The WordCamp Incubator is Back
In 2016, the Global Community Team ran an experimental program to help spread WordPress to underserved areas by providing more significant organizing support for their first WordCamp event. This program was dubbed the WordCamp Incubator, and it was so successful in the three cities where it ran that the program is back for 2018.
Right now, the Community Team is looking for cities to be a part of this year’s incubator by taking applications. Additionally, each incubator community will need an experienced WordCamp organizer to assist them as a co-lead organizer for their event — if that sounds interesting to you, then you can fill in the application form for co-leads.
You can find out further information about the WordCamp Incubator on the Community Team blog.
WordPress Meetup Roundtables scheduled for March
In order to assist local WordPress meetup organizers with running their meetup groups, some members of the Community Team have organized weekly meetup roundtable discussions through the month of March.
These will be run as video chats at 16:00 UTC every Wednesday this month and will be a great place for meetup organizers to come together and help each other out with practical ideas and advice.
If you are not already in the WordPress meetup program and would like to join, you can find out more information in the WordPress Meetup Organizer Handbook.
GDPR Compliance in WordPress Core
The General Data Protection Regulation (GDPR) is an upcoming regulation that will affect all online services across Europe.

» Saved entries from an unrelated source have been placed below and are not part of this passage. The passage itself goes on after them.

// SPDX-License-Identifier: BUSL-1.1
// Copyright (c) 2026 Alfred Jean LLC

use super::*;

#[test]
fn creates_tree_and_default_config() {
    let dir = tempfile::tempdir().unwrap();
    let path = dir.path().join("cwd");

    run(
        None,
        CreatecwdArgs {
            path: Some(path.clone()),
            regen_configs: false,
        },
    )
    .unwrap();

    assert!(path.join("conf/cuckoo.toml").is_file());
    assert!(path.join("storage/analyses").is_dir());
    assert!(path.join("storage/binaries").is_dir());
    assert!(path.join("storage/untracked").is_dir());
    assert!(path.join("operational").is_dir());
    assert!(path.join("logs").is_dir());
}

#[test]
fn refuses_existing_cwd_without_regen() {
    let dir = tempfile::tempdir().unwrap();
    let path = dir.path().join("cwd");
    let args = || CreatecwdArgs {
        path: Some(path.clone()),
        regen_configs: false,
    };

    run(None, args()).unwrap();
    let err = run(None, args()).unwrap_err();
    assert!(err.to_string().contains("already"));

    // --regen-configs rewrites in place.
    run(
        None,
        CreatecwdArgs {
            path: Some(path.clone()),
            regen_configs: true,
        },
    )
    .unwrap();
}

#[test]
fn needs_a_target_directory() {
    // No path, no global cwd; CUCKOO_CWD may be set by the environment,
    // in which case this test is vacuous.
    if std::env::var_os(cuckoo_core::cwd::CWD_ENV).is_none() {
        let err = run(
            None,
            CreatecwdArgs {
                path: None,
                regen_configs: false,
            },
        )
        .unwrap_err();
        assert!(err.to_string().contains("no directory"));
    }
}
// SPDX-License-Identifier: BUSL-1.1
// Copyright (c) 2026 Alfred Jean LLC

//! Built-in pre-analysis: choose the platforms tasks are created for.
//!
//! Submitted platforms win when present; otherwise the platform list is
//! inferred from identification. Dependency tags are attached either way
//! (`adobepdf` for PDFs, a browser tag for URL targets).

use super::{StageRequest, StageRunner};
use async_trait::async_trait;
use cuckoo_core::{
    ErrorKind, Fault, Identification, PreReport, Stage, StageReport, TaskPlatform,
};
use std::path::Path;

/// Pre-analysis stage configuration and logic.
#[derive(Debug, Clone)]
pub struct PreRunner {
    /// Platform list used when the submission named none.
    pub default_platforms: Vec<TaskPlatform>,
    /// Browser tag attached to URL analyses (`browser_<name>`).
    pub default_browser: String,
}

impl Default for PreRunner {
    fn default() -> Self {
        Self {
            default_platforms: vec![TaskPlatform::new("windows", "10")],
            default_browser: "firefox".to_string(),
        }
    }
}

impl PreRunner {
    /// Platforms inferred from the target family when the submission did
    /// not name any.
    fn infer_platforms(&self, file_type: &str) -> Vec<TaskPlatform> {
        let filtered: Vec<TaskPlatform> = match file_type {
            "pe" | "doc" => self
                .default_platforms
                .iter()
                .filter(|p| p.platform == "windows")
                .cloned()
                .collect(),
            "elf" => self
                .default_platforms
                .iter()
                .filter(|p| p.platform == "linux")
                .cloned()
                .collect(),
            _ => self.default_platforms.clone(),
        };
        if filtered.is_empty() {
            // A PE sample with no configured windows machine still gets the
            // configured defaults; the scheduler will fail the task with
            // NoMatchingMachine if nothing can run it.
            self.default_platforms.clone()
        } else {
            filtered
        }
    }

    /// Tags every platform of this analysis needs.
    fn dependency_tags(&self, file_type: &str) -> Vec<String> {
        match file_type {
            "pdf" => vec!["adobepdf".to_string()],
            "url" => vec![format!("browser_{}", self.default_browser)],
            _ => Vec::new(),
        }
    }

    fn load_identification(&self, analysis_dir: &Path) -> Result<Identification, Fault> {
        let path = analysis_dir.join(Stage::Identification.artifact_name());
        let raw = std::fs::read(&path).map_err(|e| {
            Fault::new(
                ErrorKind::StateInvariantViolation,
                format!("identification artifact missing: {e}"),
            )
        })?;
        match serde_json::from_slice::<StageReport>(&raw) {
            Ok(StageReport::Identification(identification)) => Ok(identification),
            _ => Err(Fault::new(
                ErrorKind::StateInvariantViolation,
                "identification artifact is malformed",
            )),
        }
    }
}

#[async_trait]
impl StageRunner for PreRunner {
    async fn run(&self, request: &StageRequest) -> Result<StageReport, Fault> {
        let identification = self.load_identification(&request.analysis_dir)?;

        let mut platforms = if request.analysis.settings.platforms.is_empty() {
            self.infer_platforms(&identification.file_type)
        } else {
            request.analysis.settings.platforms.clone()
        };

        let tags = self.dependency_tags(&identification.file_type);
        if !tags.is_empty() {
            for platform in &mut platforms {
                // Respect explicit browser choices from the submission.
                let has_browser = platform.tags.iter().any(|t| t.starts_with("browser_"));
                for tag in &tags {
                    if tag.starts_with("browser_") && has_browser {
                        continue;
                    }
                    platform.tags.insert(tag.clone());
                }
            }
        }

        Ok(StageReport::Pre(PreReport { platforms }))
    }
}

#[cfg(test)]
#[path = "pre_tests.rs"]
mod tests;
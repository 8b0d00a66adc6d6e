// SPDX-License-Identifier: BUSL-1.1
// Copyright (c) 2026 Alfred Jean LLC

//! Built-in identification: classify the target by its leading bytes.
//!
//! The static-analysis plugin ecosystem is an external collaborator; this
//! runner covers the classification the pipeline itself depends on
//! (platform inference and dependency tags in pre-analysis).

use super::{StageRequest, StageRunner};
use async_trait::async_trait;
use cuckoo_core::{ErrorKind, Fault, Identification, StageReport, TargetDescriptor};
use std::io::Read;
use std::path::Path;

/// Classify by magic bytes.
fn sniff(buf: &[u8]) -> &'static str {
    if buf.starts_with(b"MZ") {
        "pe"
    } else if buf.starts_with(b"\x7FELF") {
        "elf"
    } else if buf.starts_with(b"PK\x03\x04") {
        "zip"
    } else if buf.starts_with(b"%PDF") {
        "pdf"
    } else if buf.starts_with(b"\xD0\xCF\x11\xE0") {
        "doc"
    } else if buf.starts_with(b"#!") {
        "script"
    } else if !buf.is_empty() && buf.iter().all(|b| b.is_ascii() && *b != 0) {
        "script"
    } else {
        "unknown"
    }
}

/// Identification stage over the canonical binary blob.
#[derive(Debug, Clone, Default)]
pub struct IdentificationRunner;

impl IdentificationRunner {
    fn identify_file(
        &self,
        path: &Path,
        sha256: &str,
        media_type: Option<&str>,
    ) -> Result<Identification, Fault> {
        let mut file = std::fs::File::open(path).map_err(|e| {
            Fault::new(
                ErrorKind::StateInvariantViolation,
                format!("binary {} missing: {e}", path.display()),
            )
        })?;
        let mut head = [0u8; 512];
        let n = file.read(&mut head).map_err(|e| {
            Fault::new(ErrorKind::StageTimeout, format!("read failed: {e}"))
        })?;

        Ok(Identification {
            file_type: sniff(&head[..n]).to_string(),
            sha256: Some(sha256.to_string()),
            media_type: media_type.map(str::to_string),
        })
    }
}

#[async_trait]
impl StageRunner for IdentificationRunner {
    async fn run(&self, request: &StageRequest) -> Result<StageReport, Fault> {
        let identification = match &request.analysis.target {
            TargetDescriptor::Url { .. } => Identification {
                file_type: "url".to_string(),
                sha256: None,
                media_type: None,
            },
            TargetDescriptor::File {
                sha256, media_type, ..
            } => {
                let Some(path) = &request.binary_path else {
                    return Err(Fault::new(
                        ErrorKind::StateInvariantViolation,
                        "file analysis without a binary path",
                    ));
                };
                self.identify_file(path, sha256, media_type.as_deref())?
            }
        };
        Ok(StageReport::Identification(identification))
    }
}

#[cfg(test)]
#[path = "identification_tests.rs"]
mod tests;
// SPDX-License-Identifier: BUSL-1.1
// Copyright (c) 2026 Alfred Jean LLC

//! Subprocess execution helpers for hypervisor shell-outs.

use std::process::Output;
use std::time::Duration;
use tokio::process::Command;

/// Default timeout for hypervisor control commands (virsh, qemu-img).
pub const HYPERVISOR_TIMEOUT: Duration = Duration::from_secs(60);

/// Run a subprocess command with a timeout.
///
/// Wraps `Command::output()` with `tokio::time::timeout`, converting
/// timeout expiration into a descriptive error message. The child process
/// is killed automatically if the timeout elapses (via the tokio `Child`
/// drop implementation).
pub async fn run_with_timeout(
    mut cmd: Command,
    timeout: Duration,
    description: &str,
) -> Result<Output, String> {
    match tokio::time::timeout(timeout, cmd.output()).await {
        Ok(Ok(output)) => Ok(output),
        Ok(Err(io_err)) => Err(format!("{} failed: {}", description, io_err)),
        Err(_elapsed) => Err(format!(
            "{} timed out after {}s",
            description,
            timeout.as_secs()
        )),
    }
}

/// Run a command and require a zero exit, returning trimmed stdout.
pub async fn run_checked(
    cmd: Command,
    timeout: Duration,
    description: &str,
) -> Result<String, String> {
    let output = run_with_timeout(cmd, timeout, description).await?;
    if !output.status.success() {
        let stderr = String::from_utf8_lossy(&output.stderr);
        return Err(format!(
            "{} exited with {}: {}",
            description,
            output.status,
            stderr.trim()
        ));
    }
    Ok(String::from_utf8_lossy(&output.stdout).trim().to_string())
}

#[cfg(test)]
#[path = "subprocess_tests.rs"]
mod tests;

In order to prepare for this, a working group has been formed to make sure that WordPress is compliant with the GDPR regulations.
Aside from the fact that this will be a requirement for the project going forward, it will also have an important and significant impact on the privacy and security of WordPress as a whole. The working group has posted their proposed roadmap for this project and it looks very promising.
To get involved in building WordPress Core, jump into the #gdpr-compliance channel in the Making WordPress Slack group, and follow the Core team blog.
WPShout published a thorough guide to WordPress security.
The Community Team has published interesting statistics from the WordCamp program in 2016 and 2017.
An intriguing proposal has been made for a new ‘Onboarding’ team to be started in the WordPress project.
The new editing experience for WordPress, named Gutenberg, continues to be actively developed with a feature-packed release this past month.
The Advanced WordPress Facebook group held an interview with WordPress co-founder, Matt Mullenweg about the Gutenberg project.
Two factor authentication is on its way to the WordPress.org network — this will be a great improvement to the overall security of the project.